Task to carry out:
Each entry below is to be duplicated verbatim.

Input records:

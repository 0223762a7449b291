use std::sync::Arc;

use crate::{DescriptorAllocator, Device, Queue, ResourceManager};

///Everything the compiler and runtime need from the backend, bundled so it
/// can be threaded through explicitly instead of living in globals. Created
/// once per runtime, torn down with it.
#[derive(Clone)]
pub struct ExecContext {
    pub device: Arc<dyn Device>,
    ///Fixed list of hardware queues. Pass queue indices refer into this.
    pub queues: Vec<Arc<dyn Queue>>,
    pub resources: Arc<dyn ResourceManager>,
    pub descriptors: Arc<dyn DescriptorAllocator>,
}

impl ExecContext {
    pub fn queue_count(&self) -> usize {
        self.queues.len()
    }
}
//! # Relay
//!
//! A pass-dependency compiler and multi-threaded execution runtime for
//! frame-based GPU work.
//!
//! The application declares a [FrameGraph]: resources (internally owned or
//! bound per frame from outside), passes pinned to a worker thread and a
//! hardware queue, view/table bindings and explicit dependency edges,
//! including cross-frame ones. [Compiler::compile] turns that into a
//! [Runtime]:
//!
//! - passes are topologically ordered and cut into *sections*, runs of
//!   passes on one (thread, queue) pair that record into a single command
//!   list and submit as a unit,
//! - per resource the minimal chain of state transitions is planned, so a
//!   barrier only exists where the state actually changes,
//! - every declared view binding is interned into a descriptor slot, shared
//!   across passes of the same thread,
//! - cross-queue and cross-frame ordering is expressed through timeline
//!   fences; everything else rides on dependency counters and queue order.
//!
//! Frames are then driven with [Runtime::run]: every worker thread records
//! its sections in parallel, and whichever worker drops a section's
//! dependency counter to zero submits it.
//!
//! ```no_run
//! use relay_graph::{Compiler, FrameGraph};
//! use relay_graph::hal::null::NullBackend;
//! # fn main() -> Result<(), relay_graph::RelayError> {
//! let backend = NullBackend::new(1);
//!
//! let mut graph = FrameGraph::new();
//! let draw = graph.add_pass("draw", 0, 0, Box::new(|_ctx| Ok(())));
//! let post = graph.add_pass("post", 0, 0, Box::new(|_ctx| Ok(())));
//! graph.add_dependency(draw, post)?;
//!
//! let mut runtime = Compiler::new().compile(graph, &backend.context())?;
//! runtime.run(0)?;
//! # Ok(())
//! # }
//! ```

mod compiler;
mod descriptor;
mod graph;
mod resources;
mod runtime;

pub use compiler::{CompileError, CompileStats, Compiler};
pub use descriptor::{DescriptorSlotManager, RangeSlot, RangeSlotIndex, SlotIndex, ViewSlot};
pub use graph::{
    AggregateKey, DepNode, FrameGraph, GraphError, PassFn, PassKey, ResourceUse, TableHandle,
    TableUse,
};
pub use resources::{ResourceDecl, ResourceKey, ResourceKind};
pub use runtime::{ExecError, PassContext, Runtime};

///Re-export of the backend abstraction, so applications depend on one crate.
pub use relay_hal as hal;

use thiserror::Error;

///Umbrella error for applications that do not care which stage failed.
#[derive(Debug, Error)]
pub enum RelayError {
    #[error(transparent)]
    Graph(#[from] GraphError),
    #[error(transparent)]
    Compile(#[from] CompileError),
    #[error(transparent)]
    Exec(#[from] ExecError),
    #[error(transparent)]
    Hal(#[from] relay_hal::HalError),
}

Task output:
repository 0223762a7449b291
use std::sync::Arc;

use crate::{DescriptorAllocator, Device, Queue, ResourceManager};

///Everything the compiler and runtime need from the backend, bundled so it
/// can be threaded through explicitly instead of living in globals. Created
/// once per runtime, torn down with it.
#[derive(Clone)]
pub struct ExecContext {
    pub device: Arc<dyn Device>,
    ///Fixed list of hardware queues. Pass queue indices refer into this.
    pub queues: Vec<Arc<dyn Queue>>,
    pub resources: Arc<dyn ResourceManager>,
    pub descriptors: Arc<dyn DescriptorAllocator>,
}

impl ExecContext {
    pub fn queue_count(&self) -> usize {
        self.queues.len()
    }
}
//! # Relay
//!
//! A pass-dependency compiler and multi-threaded execution runtime for
//! frame-based GPU work.
//!
//! The application declares a [FrameGraph]: resources (internally owned or
//! bound per frame from outside), passes pinned to a worker thread and a
//! hardware queue, view/table bindings and explicit dependency edges,
//! including cross-frame ones. [Compiler::compile] turns that into a
//! [Runtime]:
//!
//! - passes are topologically ordered and cut into *sections*, runs of
//!   passes on one (thread, queue) pair that record into a single command
//!   list and submit as a unit,
//! - per resource the minimal chain of state transitions is planned, so a
//!   barrier only exists where the state actually changes,
//! - every declared view binding is interned into a descriptor slot, shared
//!   across passes of the same thread,
//! - cross-queue and cross-frame ordering is expressed through timeline
//!   fences; everything else rides on dependency counters and queue order.
//!
//! Frames are then driven with [Runtime::run]: every worker thread records
//! its sections in parallel, and whichever worker drops a section's
//! dependency counter to zero submits it.
//!
//! ```no_run
//! use relay_graph::{Compiler, FrameGraph};
//! use relay_graph::hal::null::NullBackend;
//! # fn main() -> Result<(), relay_graph::RelayError> {
//! let backend = NullBackend::new(1);
//!
//! let mut graph = FrameGraph::new();
//! let draw = graph.add_pass("draw", 0, 0, Box::new(|_ctx| Ok(())));
//! let post = graph.add_pass("post", 0, 0, Box::new(|_ctx| Ok(())));
//! graph.add_dependency(draw, post)?;
//!
//! let mut runtime = Compiler::new().compile(graph, &backend.context())?;
//! runtime.run(0)?;
//! # Ok(())
//! # }
//! ```

mod compiler;
mod descriptor;
mod graph;
mod resources;
mod runtime;

pub use compiler::{CompileError, CompileStats, Compiler};
pub use descriptor::{DescriptorSlotManager, RangeSlot, RangeSlotIndex, SlotIndex, ViewSlot};
pub use graph::{
    AggregateKey, DepNode, FrameGraph, GraphError, PassFn, PassKey, ResourceUse, TableHandle,
    TableUse,
};
pub use resources::{ResourceDecl, ResourceKey, ResourceKind};
pub use runtime::{ExecError, PassContext, Runtime};

///Re-export of the backend abstraction, so applications depend on one crate.
pub use relay_hal as hal;

use thiserror::Error;

///Umbrella error for applications that do not care which stage failed.
#[derive(Debug, Error)]
pub enum RelayError {
    #[error(transparent)]
    Graph(#[from] GraphError),
    #[error(transparent)]
    Compile(#[from] CompileError),
    #[error(transparent)]
    Exec(#[from] ExecError),
    #[error(transparent)]
    Hal(#[from] relay_hal::HalError),
}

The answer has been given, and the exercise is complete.